Task prompt: Output everything in the listing exactly.

*** Opening Supplied records ***

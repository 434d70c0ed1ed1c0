//! Device trigger parameters: fire when a device executes a given method.

use serde_json::Value;

use super::params::{ParamBuilder, ranged};
use crate::device::Method;
use crate::error::ParamError;
use crate::id::DeviceId;

#[derive(Debug, Clone, Copy, Default, PartialEq, Eq)]
pub struct DeviceTriggerParams {
    pub device_id: DeviceId,
    pub method: Method,
}

impl DeviceTriggerParams {
    #[must_use]
    pub fn builder() -> DeviceTriggerBuilder {
        DeviceTriggerBuilder::default()
    }

    #[must_use]
    pub fn matches(&self, device_id: DeviceId, method: Method) -> bool {
        self.device_id == device_id && self.method == method
    }
}

#[derive(Debug, Default)]
pub struct DeviceTriggerBuilder {
    params: DeviceTriggerParams,
}

impl DeviceTriggerBuilder {
    #[must_use]
    pub fn device_id(mut self, device_id: DeviceId) -> Self {
        self.params.device_id = device_id;
        self
    }

    #[must_use]
    pub fn method(mut self, method: Method) -> Self {
        self.params.method = method;
        self
    }
}

impl ParamBuilder for DeviceTriggerBuilder {
    type Output = DeviceTriggerParams;

    fn parse_param(&mut self, name: &str, value: &Value) -> Result<(), ParamError> {
        match name {
            "clientDeviceId" => self.params.device_id = ranged(name, value)?,
            "method" => self.params.method = ranged(name, value)?,
            _ => {}
        }
        Ok(())
    }

    fn build(self) -> DeviceTriggerParams {
        self.params
    }
}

*** Closing Supplied records ***

Solved problem:
repository 434d70c0ed1ed1c0
//! Device trigger parameters: fire when a device executes a given method.

use serde_json::Value;

use super::params::{ParamBuilder, ranged};
use crate::device::Method;
use crate::error::ParamError;
use crate::id::DeviceId;

#[derive(Debug, Clone, Copy, Default, PartialEq, Eq)]
pub struct DeviceTriggerParams {
    pub device_id: DeviceId,
    pub method: Method,
}

impl DeviceTriggerParams {
    #[must_use]
    pub fn builder() -> DeviceTriggerBuilder {
        DeviceTriggerBuilder::default()
    }

    #[must_use]
    pub fn matches(&self, device_id: DeviceId, method: Method) -> bool {
        self.device_id == device_id && self.method == method
    }
}

#[derive(Debug, Default)]
pub struct DeviceTriggerBuilder {
    params: DeviceTriggerParams,
}

impl DeviceTriggerBuilder {
    #[must_use]
    pub fn device_id(mut self, device_id: DeviceId) -> Self {
        self.params.device_id = device_id;
        self
    }

    #[must_use]
    pub fn method(mut self, method: Method) -> Self {
        self.params.method = method;
        self
    }
}

impl ParamBuilder for DeviceTriggerBuilder {
    type Output = DeviceTriggerParams;

    fn parse_param(&mut self, name: &str, value: &Value) -> Result<(), ParamError> {
        match name {
            "clientDeviceId" => self.params.device_id = ranged(name, value)?,
            "method" => self.params.method = ranged(name, value)?,
            _ => {}
        }
        Ok(())
    }

    fn build(self) -> DeviceTriggerParams {
        self.params
    }
}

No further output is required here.